I told you I had some catching up to do. I recently made some vegetable chili. I got the recipe from my Penzey Spice Magazine that I get every month. This isn't the first time I've posted a recipe from that book. I'm really having some good luck with some of the recipes I'm finding in these magazines. All I did was buy a jar of Penzey spices and every month I get this magazine.
Anyways, here is the recipe. Thanks to Jordan Goldstein who's recipe got posted in the Summer 2010 Penzeys Spices Magazine.

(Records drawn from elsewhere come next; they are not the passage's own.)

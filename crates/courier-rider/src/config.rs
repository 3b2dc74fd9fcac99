//! Tunable tables for courier movement, stamina, and reputation.
//!
//! These structs mirror the `movement`, `stamina`, and `reputation`
//! sections of `courier-config.yaml`. Every field has a default, so a
//! config file only needs to list what it changes. Per-condition values
//! live in a [`WeatherTable`] rather than being scattered across call
//! sites.

use courier_types::WeatherCondition;
use serde::{Deserialize, Serialize};

use crate::error::RiderError;

// ---------------------------------------------------------------------------
// Per-condition tables
// ---------------------------------------------------------------------------

/// One value per weather condition.
///
/// When given in YAML, all eight conditions must be listed.
#[derive(Debug, Clone, Copy, PartialEq, Serialize, Deserialize)]
pub struct WeatherTable {
    /// Clear sky.
    pub clear: f64,
    /// Overcast.
    pub clouds: f64,
    /// Rain.
    pub rain: f64,
    /// Storm.
    pub storm: f64,
    /// Fog.
    pub fog: f64,
    /// Wind.
    pub wind: f64,
    /// Heat.
    pub heat: f64,
    /// Cold.
    pub cold: f64,
}

impl WeatherTable {
    /// Speed multipliers: the slower the weather, the lower the value.
    pub const fn speed_defaults() -> Self {
        Self {
            clear: 1.0,
            clouds: 1.0,
            rain: 0.90,
            storm: 0.80,
            fog: 1.0,
            wind: 1.0,
            heat: 0.85,
            cold: 1.0,
        }
    }

    /// Extra stamina per tile at intensity `1.0`.
    pub const fn wear_defaults() -> Self {
        Self {
            clear: 0.0,
            clouds: 0.0,
            rain: 0.1,
            storm: 0.3,
            fog: 0.0,
            wind: 0.1,
            heat: 0.2,
            cold: 0.05,
        }
    }

    /// The value for `condition`.
    pub const fn get(&self, condition: WeatherCondition) -> f64 {
        match condition {
            WeatherCondition::Clear => self.clear,
            WeatherCondition::Clouds => self.clouds,
            WeatherCondition::Rain => self.rain,
            WeatherCondition::Storm => self.storm,
            WeatherCondition::Fog => self.fog,
            WeatherCondition::Wind => self.wind,
            WeatherCondition::Heat => self.heat,
            WeatherCondition::Cold => self.cold,
        }
    }

    fn validate_non_negative(&self, table: &str) -> Result<(), RiderError> {
        for condition in WeatherCondition::ALL {
            let value = self.get(condition);
            if !value.is_finite() || value < 0.0 {
                return Err(RiderError::invalid(format!(
                    "{table}.{condition} must be a finite non-negative number, got {value}"
                )));
            }
        }
        Ok(())
    }
}

/// Stamina multiplier bands.
///
/// | Stamina | Multiplier |
/// |---------|------------|
/// | `>= high_threshold` | `high` |
/// | `>= mid_threshold` | `mid` |
/// | `> 0` | `low` |
/// | `0` | `empty` |
#[derive(Debug, Clone, Copy, PartialEq, Serialize, Deserialize)]
#[serde(default)]
pub struct StaminaBands {
    /// Stamina at or above which the courier moves at full pace.
    pub high_threshold: f64,
    /// Multiplier in the high band.
    pub high: f64,
    /// Stamina at or above which the middle band applies.
    pub mid_threshold: f64,
    /// Multiplier in the middle band.
    pub mid: f64,
    /// Multiplier for any stamina above zero but below `mid_threshold`.
    pub low: f64,
    /// Multiplier at zero stamina.
    pub empty: f64,
}

impl Default for StaminaBands {
    fn default() -> Self {
        Self {
            high_threshold: 60.0,
            high: 1.0,
            mid_threshold: 10.0,
            mid: 0.8,
            low: 0.5,
            empty: 0.0,
        }
    }
}

impl StaminaBands {
    /// Multiplier for the given stamina.
    pub fn multiplier(&self, stamina: f64) -> f64 {
        if stamina >= self.high_threshold {
            self.high
        } else if stamina >= self.mid_threshold {
            self.mid
        } else if stamina > 0.0 {
            self.low
        } else {
            self.empty
        }
    }

    fn validate(&self) -> Result<(), RiderError> {
        let values = [self.high, self.mid, self.low, self.empty];
        if values.iter().any(|v| !v.is_finite() || *v < 0.0) {
            return Err(RiderError::invalid(
                "stamina band multipliers must be finite and non-negative",
            ));
        }
        // Speed must not rise as stamina falls.
        if !(self.high >= self.mid && self.mid >= self.low && self.low >= self.empty) {
            return Err(RiderError::invalid(
                "stamina band multipliers must not increase as stamina falls",
            ));
        }
        if !(self.high_threshold >= self.mid_threshold && self.mid_threshold >= 0.0) {
            return Err(RiderError::invalid(
                "stamina band thresholds must satisfy high >= mid >= 0",
            ));
        }
        Ok(())
    }
}

// ---------------------------------------------------------------------------
// Sections
// ---------------------------------------------------------------------------

/// Speed formula parameters.
#[derive(Debug, Clone, PartialEq, Serialize, Deserialize)]
pub struct MovementConfig {
    /// Tiles per second before any multiplier.
    #[serde(default = "default_base_speed")]
    pub base_speed: f64,

    /// Speed lost per kilogram carried.
    #[serde(default = "default_weight_coeff")]
    pub weight_coeff: f64,

    /// Lowest weight multiplier, however heavy the parcel.
    #[serde(default = "default_weight_floor")]
    pub weight_floor: f64,

    /// Per-condition speed multiplier.
    #[serde(default = "WeatherTable::speed_defaults")]
    pub weather_speed: WeatherTable,

    /// Stamina multiplier bands.
    #[serde(default)]
    pub stamina_bands: StaminaBands,

    /// Reputation at or above which the speed bonus applies.
    #[serde(default = "default_reputation_bonus_threshold")]
    pub reputation_bonus_threshold: f64,

    /// Speed multiplier for excellent reputation.
    #[serde(default = "default_reputation_bonus")]
    pub reputation_bonus: f64,

    /// Speeds at or below this stall the step.
    #[serde(default = "default_stall_speed")]
    pub stall_speed: f64,
}

impl Default for MovementConfig {
    fn default() -> Self {
        Self {
            base_speed: default_base_speed(),
            weight_coeff: default_weight_coeff(),
            weight_floor: default_weight_floor(),
            weather_speed: WeatherTable::speed_defaults(),
            stamina_bands: StaminaBands::default(),
            reputation_bonus_threshold: default_reputation_bonus_threshold(),
            reputation_bonus: default_reputation_bonus(),
            stall_speed: default_stall_speed(),
        }
    }
}

const fn default_base_speed() -> f64 {
    3.0
}

const fn default_weight_coeff() -> f64 {
    0.03
}

const fn default_weight_floor() -> f64 {
    0.5
}

const fn default_reputation_bonus_threshold() -> f64 {
    90.0
}

const fn default_reputation_bonus() -> f64 {
    1.03
}

const fn default_stall_speed() -> f64 {
    0.01
}

/// Stamina drain and recovery parameters.
#[derive(Debug, Clone, PartialEq, Serialize, Deserialize)]
pub struct StaminaConfig {
    /// Stamina per tile at a speed of one tile per second.
    #[serde(default = "default_step_cost")]
    pub step_cost: f64,

    /// Extra stamina per tile, scaled by weather intensity.
    #[serde(default = "WeatherTable::wear_defaults")]
    pub weather_wear: WeatherTable,

    /// Exhaustion clears once stamina rises strictly above this.
    #[serde(default = "default_recovery_threshold")]
    pub recovery_threshold: f64,

    /// Stamina regained per second while exhausted.
    #[serde(default = "default_recovery_rate")]
    pub recovery_rate: f64,

    /// Stamina restored by each delivery.
    #[serde(default = "default_delivery_bonus")]
    pub delivery_bonus: f64,
}

impl Default for StaminaConfig {
    fn default() -> Self {
        Self {
            step_cost: default_step_cost(),
            weather_wear: WeatherTable::wear_defaults(),
            recovery_threshold: default_recovery_threshold(),
            recovery_rate: default_recovery_rate(),
            delivery_bonus: default_delivery_bonus(),
        }
    }
}

const fn default_step_cost() -> f64 {
    1.2
}

const fn default_recovery_threshold() -> f64 {
    30.0
}

const fn default_recovery_rate() -> f64 {
    4.0
}

const fn default_delivery_bonus() -> f64 {
    5.0
}

/// Reputation bounds and delivery adjustments.
#[derive(Debug, Clone, PartialEq, Serialize, Deserialize)]
pub struct ReputationConfig {
    /// Reputation at the start of a run.
    #[serde(default = "default_initial_reputation")]
    pub initial: f64,

    /// Lower bound.
    #[serde(default)]
    pub min: f64,

    /// Upper bound.
    #[serde(default = "default_max_reputation")]
    pub max: f64,

    /// Gain for an on-time delivery.
    #[serde(default = "default_on_time_gain")]
    pub on_time_gain: f64,

    /// Loss for a late delivery.
    #[serde(default = "default_late_penalty")]
    pub late_penalty: f64,
}

impl Default for ReputationConfig {
    fn default() -> Self {
        Self {
            initial: default_initial_reputation(),
            min: 0.0,
            max: default_max_reputation(),
            on_time_gain: default_on_time_gain(),
            late_penalty: default_late_penalty(),
        }
    }
}

const fn default_initial_reputation() -> f64 {
    70.0
}

const fn default_max_reputation() -> f64 {
    100.0
}

const fn default_on_time_gain() -> f64 {
    3.0
}

const fn default_late_penalty() -> f64 {
    8.0
}

/// Everything the resource model needs, bundled for the session.
#[derive(Debug, Clone, Default, PartialEq, Serialize, Deserialize)]
pub struct RiderConfig {
    /// Speed formula.
    #[serde(default)]
    pub movement: MovementConfig,
    /// Stamina drain and recovery.
    #[serde(default)]
    pub stamina: StaminaConfig,
    /// Reputation bounds.
    #[serde(default)]
    pub reputation: ReputationConfig,
}

impl RiderConfig {
    /// Check every value is usable.
    ///
    /// # Errors
    ///
    /// Returns [`RiderError::InvalidConfiguration`] naming the first bad
    /// value.
    pub fn validate(&self) -> Result<(), RiderError> {
        let m = &self.movement;
        finite_non_negative("movement.base_speed", m.base_speed)?;
        finite_non_negative("movement.weight_coeff", m.weight_coeff)?;
        finite_non_negative("movement.weight_floor", m.weight_floor)?;
        finite_non_negative("movement.reputation_bonus", m.reputation_bonus)?;
        finite_non_negative("movement.stall_speed", m.stall_speed)?;
        if !m.reputation_bonus_threshold.is_finite() {
            return Err(RiderError::invalid(
                "movement.reputation_bonus_threshold must be finite",
            ));
        }
        if m.weight_floor > 1.0 {
            return Err(RiderError::invalid("movement.weight_floor must not exceed 1"));
        }
        m.weather_speed.validate_non_negative("movement.weather_speed")?;
        m.stamina_bands.validate()?;

        let s = &self.stamina;
        finite_non_negative("stamina.step_cost", s.step_cost)?;
        finite_non_negative("stamina.recovery_rate", s.recovery_rate)?;
        finite_non_negative("stamina.delivery_bonus", s.delivery_bonus)?;
        finite_non_negative("stamina.recovery_threshold", s.recovery_threshold)?;
        if s.recovery_threshold >= crate::vitals::MAX_STAMINA {
            return Err(RiderError::invalid(
                "stamina.recovery_threshold must be below the stamina maximum",
            ));
        }
        s.weather_wear.validate_non_negative("stamina.weather_wear")?;

        let r = &self.reputation;
        for (name, value) in [
            ("reputation.initial", r.initial),
            ("reputation.min", r.min),
            ("reputation.max", r.max),
        ] {
            if !value.is_finite() {
                return Err(RiderError::invalid(format!("{name} must be finite")));
            }
        }
        finite_non_negative("reputation.on_time_gain", r.on_time_gain)?;
        finite_non_negative("reputation.late_penalty", r.late_penalty)?;
        if r.late_penalty <= r.on_time_gain {
            return Err(RiderError::invalid(
                "reputation.late_penalty must exceed reputation.on_time_gain",
            ));
        }
        if r.min > r.max {
            return Err(RiderError::invalid("reputation.min must not exceed reputation.max"));
        }
        if r.initial < r.min || r.initial > r.max {
            return Err(RiderError::invalid(
                "reputation.initial must lie within [reputation.min, reputation.max]",
            ));
        }
        Ok(())
    }
}

fn finite_non_negative(name: &str, value: f64) -> Result<(), RiderError> {
    if value.is_finite() && value >= 0.0 {
        Ok(())
    } else {
        Err(RiderError::invalid(format!(
            "{name} must be a finite non-negative number, got {value}"
        )))
    }
}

My husband said he liked it a lot better than most meat chili's he's had.
Ingredients
3 tablespoons of olive oil
1 small onion, diced
2 large celery stalks, sliced
1 medium crrot, diced
1 small red or yellow pepper, diced
1 tablespoon ground ancho chili pepper (I just used regular chili powder)
1-2 tablespoons ground cumin
2 tsp oregano
1/2-1 tsp ground chipotle pepper. i used 1-2 peppers from a jar called "chipotle peppers in adobe sauce". Watch out, these are spicy.
1 large or 2 small zucchini's. I used eggplant instead
1 11oz can of corn kernels, rinsed and drained. Or kernels from 3 fresh ears of corn.
1 14 oz can of kidney or black beans, rinsed and drained. I had no corn and I used black beans.
1 14 oz can of chopped tomatoes with juice (or 3-4 large tomatoes, peeled, cored and chopped)
2-5 tablespoons of water or red wine.
In a large frying pan, heat the olive oil over medium high heat. Add the onion, celery, carrot, and bell pepper and saute until cooked through. sprinkle the spices on. Add the zucchini slices, corn, beans and tomatoes. Add water/wine. Cover and simmer about 20-30 minutes.
Serve with grated cheese, sour cream, or yogurt on top if you desire.
Picture didn't come out too great!!!